The term "blue moon" is commonly used metaphorically to describe the rarity of an event, as in the saying "once in a blue moon."
Early English and Christian usage
The earliest recorded English usage of the term "blue moon" was in 1528 in a pamphlet violently attacking the English clergy, entitled Rede Me and Be Not Wrothe me and be not angry: "Yf they say the mone is belewe / We must believe that it is true" they say the moon is blue, we must believe that it is true.
Some interpret this "blue moon" as relating to absurdities and impossibilities, and a similar moon-related adage was first recorded in the following year: "They would make men beleue ... that þe Moone is made of grene chese" would make men believe ... that the moon is made of green cheese.

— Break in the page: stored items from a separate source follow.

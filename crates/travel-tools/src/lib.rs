//! Booking tools for the travel assistant.
//!
//! This crate provides the [`BookingService`] (flight, hotel and transfer
//! operations plus trip lookup), the in-memory [`TripLedger`], and a
//! [`ToolRegistry`] that exposes those operations to the model as seven
//! function tools.
//!
//! # Tools
//!
//! - [`tools::SearchFlights`] / [`tools::BookFlight`]
//! - [`tools::SearchHotels`] / [`tools::BookHotel`]
//! - [`tools::SearchTransfers`] / [`tools::BookTransfer`]
//! - [`tools::GetTripDetails`]
//!
//! # Example
//!
//! ```rust,ignore
//! use std::sync::Arc;
//! use amadeus_client::AmadeusClient;
//! use travel_tools::{default_registry, BookingService, TripLedger};
//!
//! let api = Arc::new(AmadeusClient::from_env()?);
//! let service = Arc::new(BookingService::new(api, Arc::new(TripLedger::new())));
//! let registry = default_registry(service);
//!
//! let output = registry
//!     .dispatch("get_trip_details", "{}")
//!     .await?;
//! println!("{}", output.content);
//! ```

pub mod booking;
mod error;
mod ledger;
mod registry;
mod tool;
pub mod tools;

use std::sync::Arc;

pub use booking::BookingService;
pub use error::ToolError;
pub use ledger::TripLedger;
pub use registry::ToolRegistry;
pub use tool::{Tool, ToolArgs, ToolName, ToolOutput};

/// Registry with all seven booking tools bound to one service.
pub fn default_registry(service: Arc<BookingService>) -> ToolRegistry {
    let mut registry = ToolRegistry::new();

    registry.register(tools::SearchFlights::new(Arc::clone(&service)));
    registry.register(tools::BookFlight::new(Arc::clone(&service)));
    registry.register(tools::SearchHotels::new(Arc::clone(&service)));
    registry.register(tools::BookHotel::new(Arc::clone(&service)));
    registry.register(tools::GetTripDetails::new(Arc::clone(&service)));
    registry.register(tools::SearchTransfers::new(Arc::clone(&service)));
    registry.register(tools::BookTransfer::new(service));

    registry
}
//! Error types for orchestrator operations.

use thiserror::Error;
use travel_core::ChatError;

/// Errors that can occur while handling one inbound frame.
#[derive(Debug, Error)]
pub enum OrchestratorError {
    /// Inbound frame is not a valid chat payload.
    #[error("invalid chat payload: {0}")]
    Decode(String),

    /// The chat completion provider failed.
    #[error(transparent)]
    Chat(#[from] ChatError),

    /// The client can no longer be reached.
    #[error("send failed: {0}")]
    SendFailed(String),
}

impl OrchestratorError {
    /// Whether the connection is gone and the loop should stop.
    pub fn is_disconnect(&self) -> bool {
        matches!(self, OrchestratorError::SendFailed(_))
    }
}
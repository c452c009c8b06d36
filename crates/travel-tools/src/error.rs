//! Error types for tool dispatch.

use thiserror::Error;

/// Errors that can occur while dispatching a tool call.
///
/// Booking failures are not errors here: they come back as results with an
/// `error` field so the model can explain them to the user.
#[derive(Debug, Error)]
pub enum ToolError {
    /// Tool name is not one of the registered tools.
    #[error("Unknown tool: {0}")]
    UnknownTool(String),

    /// Arguments are not valid JSON or do not match the tool's parameters.
    #[error("Invalid arguments for '{tool}': {reason}")]
    InvalidArguments { tool: String, reason: String },

    /// Result could not be serialized for the conversation.
    #[error("Serialization error: {0}")]
    Serialization(#[from] serde_json::Error),
}
use serde::Serialize;

/// A tool result that may carry a user-facing error string.
///
/// A non-empty error tells the orchestrator to apologise instead of feeding
/// the raw result back to the model.
pub trait ToolOutcome: Serialize {
    fn error_message(&self) -> Option<&str>;
}
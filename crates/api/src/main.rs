//! WebSocket chat server for the Brainbase Airlines travel assistant.
//!
//! Wires the OpenAI chat provider, the Amadeus booking client and the
//! booking tools into one orchestrator shared by every chat connection.

mod config;
mod connections;
mod routes;
mod state;

use std::sync::Arc;

use amadeus_client::AmadeusClient;
use openai_brain::OpenAiChatProvider;
use orchestrator::ChatOrchestrator;
use tower_http::cors::CorsLayer;
use tracing::info;
use tracing_subscriber::EnvFilter;
use travel_tools::{default_registry, BookingService, TripLedger};

use crate::config::Config;
use crate::state::AppState;

#[tokio::main]
async fn main() -> Result<(), Box<dyn std::error::Error>> {
    // Load .env file if present
    let _ = dotenvy::dotenv();

    tracing_subscriber::fmt()
        .with_env_filter(
            EnvFilter::try_from_default_env().unwrap_or_else(|_| EnvFilter::new("info")),
        )
        .init();

    let config = Config::from_env()?;
    info!(addr = %config.addr, "Starting travel chat server");

    let booking_api = AmadeusClient::from_env()?;
    info!(api_url = %booking_api.config().api_url, "Booking provider configured");

    let provider = OpenAiChatProvider::from_env()?;
    let default_model = provider.config().model.clone();
    info!(model = %default_model, "Chat provider configured");

    let service = BookingService::new(Arc::new(booking_api), Arc::new(TripLedger::new()));
    let tools = default_registry(Arc::new(service));
    info!(tools = ?tools.list_tools(), "Registered booking tools");

    let orchestrator = ChatOrchestrator::new(Arc::new(provider), Arc::new(tools))
        .with_default_model(default_model);
    let state = AppState::new(orchestrator);

    let app = routes::router()
        .layer(CorsLayer::permissive())
        .with_state(state);

    info!(addr = %config.addr, "Travel chat server listening");
    let listener = tokio::net::TcpListener::bind(config.addr).await?;
    axum::serve(listener, app).await?;

    Ok(())
}
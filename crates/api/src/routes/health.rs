//! Welcome and health check endpoints.

use axum::extract::State;
use axum::Json;
use serde::Serialize;

use crate::state::AppState;

const WELCOME: &str = "Welcome to the BrainBase AirlinesChat API";

#[derive(Serialize)]
pub struct Welcome {
    pub message: String,
}

#[derive(Serialize)]
pub struct Health {
    pub status: String,
    pub connections: usize,
}

pub async fn root() -> Json<Welcome> {
    Json(Welcome {
        message: WELCOME.to_string(),
    })
}

/// Health check endpoint.
pub async fn health(State(state): State<AppState>) -> Json<Health> {
    Json(Health {
        status: "ok".to_string(),
        connections: state.connections.count().await,
    })
}
//! Request paths, query strings and bodies for the Amadeus endpoints.

use serde_json::{json, Value};
use travel_core::flight::Traveler;
use travel_core::hotel::SearchHotelParams;
use travel_core::transfer::TransferSearchParams;
use travel_core::{FlightOfferQuery, ProviderError};

pub(crate) const FLIGHT_OFFERS_PATH: &str = "/v2/shopping/flight-offers";
pub(crate) const FLIGHT_PRICING_PATH: &str = "/v1/shopping/flight-offers/pricing";
pub(crate) const FLIGHT_ORDERS_PATH: &str = "/v1/booking/flight-orders";
pub(crate) const HOTELS_BY_CITY_PATH: &str = "/v1/reference-data/locations/hotels/by-city";
pub(crate) const HOTEL_OFFERS_PATH: &str = "/v3/shopping/hotel-offers";
pub(crate) const TRANSFER_OFFERS_PATH: &str = "/v1/shopping/transfer-offers";

/// Default hotel search radius in kilometres.
const DEFAULT_HOTEL_RADIUS_KM: u32 = 5;

pub(crate) type Query = Vec<(&'static str, String)>;

pub(crate) fn flight_offers_query(query: &FlightOfferQuery, currency: &str) -> Query {
    let mut params = vec![
        ("originLocationCode", query.origin.clone()),
        ("destinationLocationCode", query.destination.clone()),
        ("departureDate", query.departure_date.clone()),
        ("adults", "1".to_string()),
    ];
    if query.priced_in_currency {
        params.push(("currencyCode", currency.to_string()));
    }
    params.push(("max", query.max.to_string()));
    params
}

pub(crate) fn pricing_body(offer: &Value) -> Value {
    json!({
        "data": {
            "type": "flight-offers-pricing",
            "flightOffers": [offer]
        }
    })
}

/// Order body. Payment details stay local and are never sent.
pub(crate) fn order_body(priced_offer: &Value, traveler: &Traveler) -> Result<Value, ProviderError> {
    let encode = |value: Result<Value, serde_json::Error>| {
        value.map_err(|e| ProviderError::Encode(format!("traveler: {}", e)))
    };

    Ok(json!({
        "data": {
            "type": "flight-order",
            "flightOffers": [priced_offer],
            "travelers": [{
                "id": traveler.id,
                "dateOfBirth": traveler.date_of_birth,
                "name": encode(serde_json::to_value(&traveler.name))?,
                "gender": traveler.gender,
                "contact": encode(serde_json::to_value(&traveler.contact))?,
                "documents": encode(serde_json::to_value(&traveler.documents))?,
            }]
        }
    }))
}

pub(crate) fn hotels_by_city_query(params: &SearchHotelParams) -> Query {
    let mut query = vec![
        ("cityCode", params.city_code.clone()),
        (
            "radius",
            params
                .radius
                .filter(|r| *r != 0)
                .unwrap_or(DEFAULT_HOTEL_RADIUS_KM)
                .to_string(),
        ),
        ("radiusUnit", "KM".to_string()),
        ("hotelSource", "ALL".to_string()),
    ];
    if let Some(chains) = params.chain_codes.as_ref().filter(|c| !c.is_empty()) {
        query.push(("chainCodes", chains.join(",")));
    }
    if let Some(ratings) = params.rating.as_ref().filter(|r| !r.is_empty()) {
        query.push(("ratings", ratings.join(",")));
    }
    query
}

pub(crate) fn hotel_offers_query(hotel_ids: &[String], currency: &str) -> Query {
    vec![
        ("hotelIds", hotel_ids.join(",")),
        ("adults", "1".to_string()),
        ("roomQuantity", "1".to_string()),
        ("currency", currency.to_string()),
    ]
}

/// Transfer search body; optional fields are included only when set.
pub(crate) fn transfer_body(params: &TransferSearchParams) -> Result<Value, ProviderError> {
    serde_json::to_value(params)
        .map_err(|e| ProviderError::Encode(format!("transfer search: {}", e)))
}

#[cfg(test)]
mod tests {
    use super::*;

    fn lookup<'a>(query: &'a Query, key: &str) -> Option<&'a str> {
        query.iter().find(|(k, _)| *k == key).map(|(_, v)| v.as_str())
    }

    #[test]
    fn test_flight_search_query_with_currency() {
        let query = FlightOfferQuery {
            origin: "LAX".to_string(),
            destination: "JFK".to_string(),
            departure_date: "2030-01-15".to_string(),
            max: 6,
            priced_in_currency: true,
        };
        let params = flight_offers_query(&query, "USD");
        assert_eq!(lookup(&params, "originLocationCode"), Some("LAX"));
        assert_eq!(lookup(&params, "adults"), Some("1"));
        assert_eq!(lookup(&params, "currencyCode"), Some("USD"));
        assert_eq!(lookup(&params, "max"), Some("6"));
    }

    #[test]
    fn test_flight_research_query_omits_currency() {
        let query = FlightOfferQuery {
            origin: "LAX".to_string(),
            destination: "JFK".to_string(),
            departure_date: "2030-01-15".to_string(),
            max: 10,
            priced_in_currency: false,
        };
        let params = flight_offers_query(&query, "USD");
        assert_eq!(lookup(&params, "currencyCode"), None);
        assert_eq!(lookup(&params, "max"), Some("10"));
    }

    #[test]
    fn test_order_body_carries_traveler_without_payment() {
        let offer = json!({"id": "1", "type": "flight-offer"});
        let body = order_body(&offer, &Traveler::default()).unwrap();
        let traveler = &body["data"]["travelers"][0];

        assert_eq!(body["data"]["type"], "flight-order");
        assert_eq!(body["data"]["flightOffers"][0]["id"], "1");
        assert_eq!(traveler["gender"], "MALE");
        assert_eq!(traveler["name"]["firstName"], "John");
        assert_eq!(traveler["contact"]["phones"][0]["deviceType"], "MOBILE");
        assert_eq!(traveler["documents"][0]["documentType"], "PASSPORT");
        assert!(traveler.get("payment").is_none());
    }

    #[test]
    fn test_hotels_by_city_defaults_and_filters() {
        let params = SearchHotelParams {
            city_code: "PAR".to_string(),
            radius: None,
            chain_codes: Some(vec!["HL".to_string(), "MC".to_string()]),
            rating: Some(vec![]),
        };
        let query = hotels_by_city_query(&params);
        assert_eq!(lookup(&query, "radius"), Some("5"));
        assert_eq!(lookup(&query, "radiusUnit"), Some("KM"));
        assert_eq!(lookup(&query, "hotelSource"), Some("ALL"));
        assert_eq!(lookup(&query, "chainCodes"), Some("HL,MC"));
        assert_eq!(lookup(&query, "ratings"), None);
    }

    #[test]
    fn test_hotels_by_city_zero_radius_uses_default() {
        let mut params = SearchHotelParams {
            city_code: "PAR".to_string(),
            radius: Some(0),
            chain_codes: None,
            rating: None,
        };
        assert_eq!(lookup(&hotels_by_city_query(&params), "radius"), Some("5"));

        params.radius = Some(12);
        assert_eq!(lookup(&hotels_by_city_query(&params), "radius"), Some("12"));
    }

    #[test]
    fn test_hotel_offers_query_joins_ids() {
        let ids = vec!["HLPAR001".to_string(), "HLPAR002".to_string()];
        let query = hotel_offers_query(&ids, "USD");
        assert_eq!(lookup(&query, "hotelIds"), Some("HLPAR001,HLPAR002"));
        assert_eq!(lookup(&query, "roomQuantity"), Some("1"));
    }

    #[test]
    fn test_transfer_body_includes_optional_fields_only_when_set() {
        let params: TransferSearchParams = serde_json::from_value(json!({
            "startLocationCode": "CDG",
            "endAddressLine": "45 Boulevard Raspail",
            "endCityName": "Paris",
            "endZipCode": "75006",
            "endCountryCode": "FR",
            "endName": "Hotel Lutetia",
            "startDateTime": "2030-06-01T10:30:00",
            "passengers": 2
        }))
        .unwrap();
        let body = transfer_body(&params).unwrap();
        assert_eq!(body["startLocationCode"], "CDG");
        assert_eq!(body["passengers"], 2);
        assert_eq!(body["transferType"], "PRIVATE");
        assert!(body.get("endGeoCode").is_none());
    }
}
//! Mock providers for testing the travel assistant without network access.
//!
//! - [`ScriptedChatProvider`] - replays queued chat responses and records
//!   every request it receives
//! - [`CannedBookingApi`] - answers each booking endpoint with a fixed JSON
//!   body and records the calls
//!
//! # Example
//!
//! ```rust
//! use mock_providers::{ChatProvider, ScriptedChatProvider};
//! use travel_core::{ChatMessage, ChatRequest, ChatResponse};
//!
//! #[tokio::main]
//! async fn main() {
//!     let provider = ScriptedChatProvider::new().then(ChatResponse::text("Hello!"));
//!
//!     let request = ChatRequest::new(vec![ChatMessage::user("hi")], "gpt-4o", 0.7);
//!     let response = provider.complete(&request).await.unwrap();
//!
//!     assert_eq!(response.visible_text(), Some("Hello!"));
//!     assert_eq!(provider.requests().len(), 1);
//! }
//! ```

mod canned;
mod scripted;

pub use travel_core::{async_trait, BookingApi, ChatProvider};

pub use canned::{BookingCall, CannedBookingApi};
pub use scripted::ScriptedChatProvider;
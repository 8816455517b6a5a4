//! Domain error types for the routing core.
//!
//! Every condition here is recoverable and local to one request or one
//! registration call; nothing in this module is process-fatal. The demo
//! binary wraps these into `eyre::Report` at its boundary.
use thiserror::Error;

/// A route pattern whose custom parameter sub-expression failed to compile.
///
/// Compilation is lazy, so this surfaces on the first match attempt against
/// the offending pattern rather than at registration time.
#[derive(Debug, Error)]
#[error("invalid route pattern '{pattern}': {source}")]
pub struct PatternError {
    /// The original pattern string as registered.
    pub pattern: String,
    #[source]
    pub source: regex::Error,
}

/// Failures raised by [`crate::http::Response`] mutation.
#[derive(Debug, Error)]
pub enum ResponseError {
    /// The status code is not a recognized HTTP status. No default is
    /// substituted; the caller must pick a valid code.
    #[error("invalid status code {0}")]
    InvalidStatus(u16),
    /// The response was already emitted once; the `sent` flag is write-once.
    #[error("response has already been sent")]
    AlreadySent,
    #[error("failed to encode JSON body")]
    Json(#[from] serde_json::Error),
}

/// An HTTP method token that is not one of the supported verbs.
#[derive(Debug, Error)]
#[error("unsupported HTTP method '{0}'")]
pub struct MethodParseError(pub String);

/// Request-level failures produced by the dispatch loop.
#[derive(Debug, Error)]
pub enum DispatchError {
    #[error(transparent)]
    Pattern(#[from] PatternError),
    /// The middleware chain ran out of layers without any of them producing
    /// a response. Distinct from a 404: candidate routes may still remain,
    /// but the chain for the matched one yielded nothing.
    #[error("middleware chain exhausted without producing a response")]
    NoResponseProduced,
    #[error(transparent)]
    Response(#[from] ResponseError),
    #[error("handler failed: {0}")]
    Handler(#[source] Box<dyn std::error::Error + Send + Sync>),
}
//! Recognized HTTP status codes and their reason phrases.
//!
//! The response type refuses any code missing from this table; there is no
//! default substitution for unrecognized codes.

/// Status code to reason phrase, sorted ascending for binary search.
const CODES: &[(u16, &str)] = &[
    (100, "Continue"),
    (101, "Switching Protocols"),
    (102, "Processing"),
    (200, "OK"),
    (201, "Created"),
    (202, "Accepted"),
    (203, "Non-Authoritative Information"),
    (204, "No Content"),
    (205, "Reset Content"),
    (206, "Partial Content"),
    (207, "Multi-Status"),
    (208, "Already Reported"),
    (226, "IM Used"),
    (300, "Multiple Choices"),
    (301, "Moved Permanently"),
    (302, "Found"),
    (303, "See Other"),
    (304, "Not Modified"),
    (305, "Use Proxy"),
    (307, "Temporary Redirect"),
    (308, "Permanent Redirect"),
    (400, "Bad Request"),
    (401, "Unauthorized"),
    (402, "Payment Required"),
    (403, "Forbidden"),
    (404, "Not Found"),
    (405, "Method Not Allowed"),
    (406, "Not Acceptable"),
    (407, "Proxy Authentication Required"),
    (408, "Request Timeout"),
    (409, "Conflict"),
    (410, "Gone"),
    (411, "Length Required"),
    (412, "Precondition Failed"),
    (413, "Payload Too Large"),
    (414, "URI Too Long"),
    (415, "Unsupported Media Type"),
    (416, "Range Not Satisfiable"),
    (417, "Expectation Failed"),
    (418, "I'm a teapot"),
    (421, "Misdirected Request"),
    (422, "Unprocessable Entity"),
    (423, "Locked"),
    (424, "Failed Dependency"),
    (426, "Upgrade Required"),
    (428, "Precondition Required"),
    (429, "Too Many Requests"),
    (431, "Request Header Fields Too Large"),
    (451, "Unavailable For Legal Reasons"),
    (500, "Internal Server Error"),
    (501, "Not Implemented"),
    (502, "Bad Gateway"),
    (503, "Service Unavailable"),
    (504, "Gateway Timeout"),
    (505, "HTTP Version Not Supported"),
    (506, "Variant Also Negotiates"),
    (507, "Insufficient Storage"),
    (508, "Loop Detected"),
    (510, "Not Extended"),
    (511, "Network Authentication Required"),
];

/// Look up the reason phrase for a recognized code.
pub fn reason_phrase(code: u16) -> Option<&'static str> {
    CODES
        .binary_search_by_key(&code, |&(c, _)| c)
        .ok()
        .map(|idx| CODES[idx].1)
}

/// Whether a code appears in the recognized-status table.
pub fn is_recognized(code: u16) -> bool {
    reason_phrase(code).is_some()
}
pub mod chain;
pub mod engine;
pub mod layers;
pub mod pattern;
pub mod route;
pub mod table;

pub use chain::{MiddlewareChain, Next};
pub use engine::{Engine, MatchCursor};
pub use pattern::{RouteMatch, RoutePattern};
pub use route::{MatchedRoute, Route, RouteConfig};
pub use table::RouteTable;
//! Conditional-request helpers: ETag and Last-Modified revalidation.
//!
//! Both helpers consume the response being built and either return it with
//! the validator header attached, or replace it by an empty 304 when the
//! request already carries a matching validator.
use chrono::{DateTime, Utc};

use crate::http::{request::Request, response::Response};

/// Strength of an entity tag.
#[derive(Debug, Clone, Copy, PartialEq, Eq)]
pub enum EtagKind {
    Strong,
    Weak,
}

/// Attach an `ETag` header, or short-circuit to 304 when the request's
/// `If-None-Match` equals the tag.
pub fn etag(response: Response, request: &Request, id: &str, kind: EtagKind) -> Response {
    let tag = match kind {
        EtagKind::Weak => format!("W/{id}"),
        EtagKind::Strong => id.to_string(),
    };

    if request.header("if-none-match") == Some(tag.as_str()) {
        return Response::with_known_status(304);
    }

    let mut response = response;
    response.set_header("ETag", tag);
    response
}

/// Attach a `Last-Modified` header, or short-circuit to 304 when the
/// request's `If-Modified-Since` names the same instant.
pub fn last_modified(response: Response, request: &Request, time: DateTime<Utc>) -> Response {
    let matches_validator = request
        .header("if-modified-since")
        .and_then(|value| DateTime::parse_from_rfc2822(value).ok())
        .is_some_and(|since| since.timestamp() == time.timestamp());

    if matches_validator {
        return Response::with_known_status(304);
    }

    let mut response = response;
    response.set_header(
        "Last-Modified",
        time.format("%a, %d %b %Y %H:%M:%S GMT").to_string(),
    );
    response
}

An alternative interpretation uses the other old English meaning of "belewe" (which can mean "blue" or "betrayer"). The church was responsible for the calendar and used the complex computus to calculate the important date of Easter, which is based on the full moon. Lent falls before Easter starting at the beginning of the Lent moon cycle (late winter moon). The next moon is the egg moon (early spring moon), and Easter usually falls on the first Sunday after the full egg moon. Every one to three years the Lent and egg moons would come too early, so the clergy would have to tell people whether the moon was the Lent moon or a false one, which they may have called a "betrayer moon".